**Data records:**

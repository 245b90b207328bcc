// SPDX-License-Identifier: Apache-2.0
// Copyright © 2025 Au-Zone Technologies. All Rights Reserved.

//! Per-target dataset configurations.
//!
//! Every `(subset, target)` pair becomes one self-contained configuration
//! directory holding three artifacts:
//!
//! ```text
//! all_parquet_configs/
//! ├── all_plants/
//! │   └── all_plants_plant_disease/
//! │       ├── all_plants_plant_disease.parquet         image, target (integer code)
//! │       ├── all_plants_plant_disease_mapping.json    {"0": "<label>", ...}
//! │       └── all_plants_plant_disease.csv             leaf_ID, plant_disease
//! └── by_plant/
//!     └── Tomato/
//!         └── Tomato_disease/
//!             └── ...
//! ```
//!
//! The CSV side table keeps the original target values next to each row's
//! `leaf_ID` so embeddings computed later from the Parquet images can be
//! associated with a target again without decoding any image.

use std::{
    collections::HashMap,
    fs::File,
    io::{BufReader, BufWriter},
    path::{Path, PathBuf},
    str::FromStr,
};

use itertools::Itertools;
use polars::prelude::*;
use serde::{Serialize, Serializer, ser::SerializeMap};

use crate::{
    Error, MaterializedRecord, NormalizedRecord,
    normalize::{
        DISEASE_BINARY_COLUMN, DISEASE_COLUMN, FILE_NAME_COLUMN, FULL_NAME_COLUMN,
        LEAF_ID_COLUMN, PLANT_COLUMN, PLANT_DISEASE_COLUMN,
    },
    table::{TableFormat, write_table},
};

/// Default root directory of the generated configurations.
pub const DEFAULT_OUTPUT_DIR: &str = "all_parquet_configs";

/// Name of the subset covering every plant.
pub const ALL_PLANTS: &str = "all_plants";

/// Directory holding the per-plant subsets.
pub const BY_PLANT: &str = "by_plant";

/// Column holding the image payload in generated tables.
pub const IMAGE_COLUMN: &str = "image";

/// Column holding the integer class code in generated tables.
pub const TARGET_COLUMN: &str = "target";

/// Targets generated for the all-plants subset.
pub const ALL_PLANTS_TARGETS: &[TargetColumn] =
    &[TargetColumn::PlantDisease, TargetColumn::DiseaseBinary];

/// Targets generated for every per-plant subset.
pub const PLANT_TARGETS: &[TargetColumn] = &[TargetColumn::Disease, TargetColumn::DiseaseBinary];

/// A class label value taken from a target column.
#[derive(Debug, Clone, PartialEq, Eq, Hash)]
pub enum ClassLabel {
    Text(String),
    Integer(i64),
}

impl std::fmt::Display for ClassLabel {
    fn fmt(&self, f: &mut std::fmt::Formatter<'_>) -> std::fmt::Result {
        match self {
            ClassLabel::Text(s) => write!(f, "{}", s),
            ClassLabel::Integer(i) => write!(f, "{}", i),
        }
    }
}

impl Serialize for ClassLabel {
    fn serialize<S: Serializer>(&self, serializer: S) -> Result<S::Ok, S::Error> {
        match self {
            ClassLabel::Text(s) => serializer.serialize_str(s),
            ClassLabel::Integer(i) => serializer.collect_str(i),
        }
    }
}

impl ClassLabel {
    /// Reinterpret a label read back from a mapping document as a value of
    /// `target`. Integer targets are persisted as decimal strings.
    pub fn for_target(self, target: TargetColumn) -> Result<ClassLabel, Error> {
        match self {
            ClassLabel::Text(s) if target.is_integer() => Ok(ClassLabel::Integer(s.parse()?)),
            ClassLabel::Integer(i) if !target.is_integer() => Ok(ClassLabel::Text(i.to_string())),
            label => Ok(label),
        }
    }
}

impl TryFrom<serde_json::Value> for ClassLabel {
    type Error = Error;

    fn try_from(value: serde_json::Value) -> Result<Self, Self::Error> {
        match value {
            serde_json::Value::String(s) => Ok(ClassLabel::Text(s)),
            serde_json::Value::Number(n) => n.as_i64().map(ClassLabel::Integer).ok_or_else(|| {
                Error::InvalidParameters(format!("class label {} is not an integer", n))
            }),
            other => Err(Error::InvalidParameters(format!(
                "unsupported class label {}",
                other
            ))),
        }
    }
}

/// Columns of the canonical table that can serve as a classification target.
#[derive(Debug, Clone, Copy, PartialEq, Eq, Hash)]
pub enum TargetColumn {
    LeafId,
    Plant,
    Disease,
    PlantDisease,
    DiseaseBinary,
    FullName,
    FileName,
}

impl TargetColumn {
    /// Column name as written in generated artifacts.
    pub fn name(&self) -> &'static str {
        match self {
            TargetColumn::LeafId => LEAF_ID_COLUMN,
            TargetColumn::Plant => PLANT_COLUMN,
            TargetColumn::Disease => DISEASE_COLUMN,
            TargetColumn::PlantDisease => PLANT_DISEASE_COLUMN,
            TargetColumn::DiseaseBinary => DISEASE_BINARY_COLUMN,
            TargetColumn::FullName => FULL_NAME_COLUMN,
            TargetColumn::FileName => FILE_NAME_COLUMN,
        }
    }

    /// Value of this column in `record`.
    pub fn value(&self, record: &NormalizedRecord) -> ClassLabel {
        match self {
            TargetColumn::LeafId => ClassLabel::Integer(record.leaf_id as i64),
            TargetColumn::Plant => ClassLabel::Text(record.plant.clone()),
            TargetColumn::Disease => ClassLabel::Text(record.disease.clone()),
            TargetColumn::PlantDisease => ClassLabel::Text(record.plant_disease.clone()),
            TargetColumn::DiseaseBinary => ClassLabel::Integer(i64::from(record.disease_binary)),
            TargetColumn::FullName => ClassLabel::Text(record.full_name.clone()),
            TargetColumn::FileName => ClassLabel::Text(record.file_name.clone()),
        }
    }

    /// Whether the values of this column are integers.
    pub fn is_integer(&self) -> bool {
        matches!(self, TargetColumn::LeafId | TargetColumn::DiseaseBinary)
    }

    /// Parse a list of column names, failing on the first unknown one.
    pub fn parse_list<S: AsRef<str>>(names: &[S]) -> Result<Vec<TargetColumn>, Error> {
        names.iter().map(|name| name.as_ref().parse()).collect()
    }
}

impl FromStr for TargetColumn {
    type Err = Error;

    fn from_str(s: &str) -> Result<Self, Self::Err> {
        [
            TargetColumn::LeafId,
            TargetColumn::Plant,
            TargetColumn::Disease,
            TargetColumn::PlantDisease,
            TargetColumn::DiseaseBinary,
            TargetColumn::FullName,
            TargetColumn::FileName,
        ]
        .into_iter()
        .find(|column| column.name() == s)
        .ok_or_else(|| Error::MissingColumn(format!("no target column named {:?}", s)))
    }
}

impl std::fmt::Display for TargetColumn {
    fn fmt(&self, f: &mut std::fmt::Formatter<'_>) -> std::fmt::Result {
        write!(f, "{}", self.name())
    }
}

/// Bijection between the class labels of one target and `0..len()`.
///
/// Codes are handed out in first-seen order. The mapping serializes as the
/// code-to-label document `{"0": <label>, "1": <label>, ...}` with keys in
/// ascending numeric order.
#[derive(Debug, Clone, Default, PartialEq, Eq)]
pub struct ClassMapping {
    labels: Vec<ClassLabel>,
    codes: HashMap<ClassLabel, u32>,
}

impl ClassMapping {
    /// Build a mapping over the distinct `values`, in first-seen order.
    pub fn from_values<'a, I>(values: I) -> Self
    where
        I: IntoIterator<Item = &'a ClassLabel>,
    {
        let labels: Vec<ClassLabel> = values.into_iter().unique().cloned().collect();
        let codes = labels.iter().cloned().zip(0u32..).collect();
        ClassMapping { labels, codes }
    }

    pub fn len(&self) -> usize {
        self.labels.len()
    }

    pub fn is_empty(&self) -> bool {
        self.labels.is_empty()
    }

    /// Labels ordered by their code.
    pub fn labels(&self) -> &[ClassLabel] {
        &self.labels
    }

    pub fn code(&self, label: &ClassLabel) -> Option<u32> {
        self.codes.get(label).copied()
    }

    pub fn label(&self, code: u32) -> Option<&ClassLabel> {
        self.labels.get(code as usize)
    }

    /// Replace every value by its code.
    pub fn encode(&self, values: &[ClassLabel]) -> Result<Vec<u32>, Error> {
        values
            .iter()
            .map(|value| {
                self.code(value).ok_or_else(|| {
                    Error::InvalidParameters(format!("label {} has no class code", value))
                })
            })
            .collect()
    }

    /// Replace every code by its label.
    pub fn decode(&self, codes: &[u32]) -> Result<Vec<ClassLabel>, Error> {
        codes
            .iter()
            .map(|&code| {
                self.label(code).cloned().ok_or_else(|| {
                    Error::InvalidParameters(format!("class code {} is out of range", code))
                })
            })
            .collect()
    }

    /// Rebuild a mapping from its persisted code-to-label document.
    ///
    /// The keys must be exactly the decimal integers `0..n`.
    pub fn from_document(document: serde_json::Map<String, serde_json::Value>) -> Result<Self, Error> {
        let mut by_code: Vec<(u32, ClassLabel)> = document
            .into_iter()
            .map(|(key, value)| -> Result<(u32, ClassLabel), Error> {
                let code = key.parse::<u32>()?;
                Ok((code, ClassLabel::try_from(value)?))
            })
            .collect::<Result<_, _>>()?;
        by_code.sort_by_key(|(code, _)| *code);

        if by_code.iter().zip(0u32..).any(|((code, _), expected)| *code != expected) {
            return Err(Error::InvalidParameters(
                "class codes are not the dense range 0..n".to_owned(),
            ));
        }

        let labels: Vec<ClassLabel> = by_code.into_iter().map(|(_, label)| label).collect();
        if labels.iter().unique().count() != labels.len() {
            return Err(Error::InvalidParameters(
                "class mapping assigns one label to several codes".to_owned(),
            ));
        }

        Ok(ClassMapping::from_values(&labels))
    }

    /// Read a mapping document written by [`ClassMapping::write_json`].
    pub fn read_json(path: &Path) -> Result<Self, Error> {
        let reader = BufReader::new(File::open(path)?);
        let document: serde_json::Map<String, serde_json::Value> =
            serde_json::from_reader(reader)?;
        Self::from_document(document)
    }

    /// Read a mapping document and type its labels as values of `target`.
    pub fn read_target_json(path: &Path, target: TargetColumn) -> Result<Self, Error> {
        let labels = Self::read_json(path)?
            .labels
            .into_iter()
            .map(|label| label.for_target(target))
            .collect::<Result<Vec<_>, _>>()?;
        Ok(ClassMapping::from_values(&labels))
    }

    /// Write the code-to-label document to `path`.
    ///
    /// Keys and values are strings: integer labels are written in decimal.
    pub fn write_json(&self, path: &Path) -> Result<(), Error> {
        let writer = BufWriter::new(File::create(path)?);
        serde_json::to_writer(writer, self)?;
        Ok(())
    }
}

impl Serialize for ClassMapping {
    fn serialize<S: Serializer>(&self, serializer: S) -> Result<S::Ok, S::Error> {
        let mut map = serializer.serialize_map(Some(self.labels.len()))?;
        for (code, label) in self.labels.iter().enumerate() {
            map.serialize_entry(&code.to_string(), label)?;
        }
        map.end()
    }
}

/// Files written for one `(subset, target)` configuration.
#[derive(Debug, Clone, PartialEq, Eq)]
pub struct ConfigArtifacts {
    /// `<subset>_<target>`.
    pub name: String,
    pub target: TargetColumn,
    pub dir: PathBuf,
    /// Image and integer target table.
    pub table: PathBuf,
    /// Code-to-label mapping document.
    pub mapping: PathBuf,
    /// `leaf_ID` and original target value table.
    pub leaf_table: PathBuf,
    pub rows: usize,
    pub classes: usize,
}

/// Single-target projection of a subset: `(image, target)` pairs.
pub fn project_target<'a>(
    records: &[&'a MaterializedRecord],
    target: TargetColumn,
) -> (Vec<&'a [u8]>, Vec<ClassLabel>) {
    records
        .iter()
        .map(|r| (r.image.as_slice(), target.value(&r.record)))
        .unzip()
}

/// Writes dataset configurations below a root directory.
#[derive(Debug, Clone)]
pub struct FanoutWriter {
    root: PathBuf,
}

**About this exercise:** Retype the line containing "a root directory." and each line after it through the end of the listing, exactly, leaving out everything else.

**Response to this task:**
/// Writes dataset configurations below a root directory.
#[derive(Debug, Clone)]
pub struct FanoutWriter {
    root: PathBuf,
}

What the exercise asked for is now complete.